◆ Requirement
Scan the records below. Copy every line in which the word "JsonRejection" appears.

◆ Given data
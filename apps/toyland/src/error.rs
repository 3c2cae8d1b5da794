use axum::{
    Json,
    extract::rejection::{JsonRejection, QueryRejection},
    http::StatusCode,
    response::{IntoResponse, Response},
};
use serde_json::json;
use thiserror::Error;
use toy_store::StoreError;
use tracing::{error, warn};

/// Everything a handler can fail with.
#[derive(Debug, Error)]
pub enum ApiError {
    #[error(transparent)]
    Store(#[from] StoreError),

    /// Request body is not a JSON object, or the query string does not parse.
    #[error("invalid request: {0}")]
    InvalidBody(String),
}

impl ApiError {
    pub fn status(&self) -> StatusCode {
        match self {
            ApiError::InvalidBody(_) => StatusCode::BAD_REQUEST,
            ApiError::Store(StoreError::InvalidIdentifier { .. })
            | ApiError::Store(StoreError::InvalidSort { .. }) => StatusCode::BAD_REQUEST,
            ApiError::Store(StoreError::Unavailable { .. }) => StatusCode::SERVICE_UNAVAILABLE,
            ApiError::Store(StoreError::Backend { .. }) => StatusCode::INTERNAL_SERVER_ERROR,
        }
    }

    /// Short label used as the metrics outcome.
    pub fn kind(&self) -> &'static str {
        match self {
            ApiError::InvalidBody(_) => "invalid_body",
            ApiError::Store(StoreError::InvalidIdentifier { .. }) => "invalid_identifier",
            ApiError::Store(StoreError::InvalidSort { .. }) => "invalid_sort",
            ApiError::Store(StoreError::Unavailable { .. }) => "store_unavailable",
            ApiError::Store(StoreError::Backend { .. }) => "store_error",
        }
    }
}

impl From<JsonRejection> for ApiError {
    fn from(rejection: JsonRejection) -> Self {
        ApiError::InvalidBody(rejection.body_text())
    }
}

impl From<QueryRejection> for ApiError {
    fn from(rejection: QueryRejection) -> Self {
        ApiError::InvalidBody(rejection.body_text())
    }
}

impl IntoResponse for ApiError {
    fn into_response(self) -> Response {
        let status = self.status();
        if status.is_server_error() {
            error!(error = %self, "Request failed");
        } else {
            warn!(error = %self, "Rejected request");
        }

        (status, Json(json!({ "error": self.to_string() }))).into_response()
    }
}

◆ Answer space
    extract::rejection::{JsonRejection, QueryRejection},
impl From<JsonRejection> for ApiError {
    fn from(rejection: JsonRejection) -> Self {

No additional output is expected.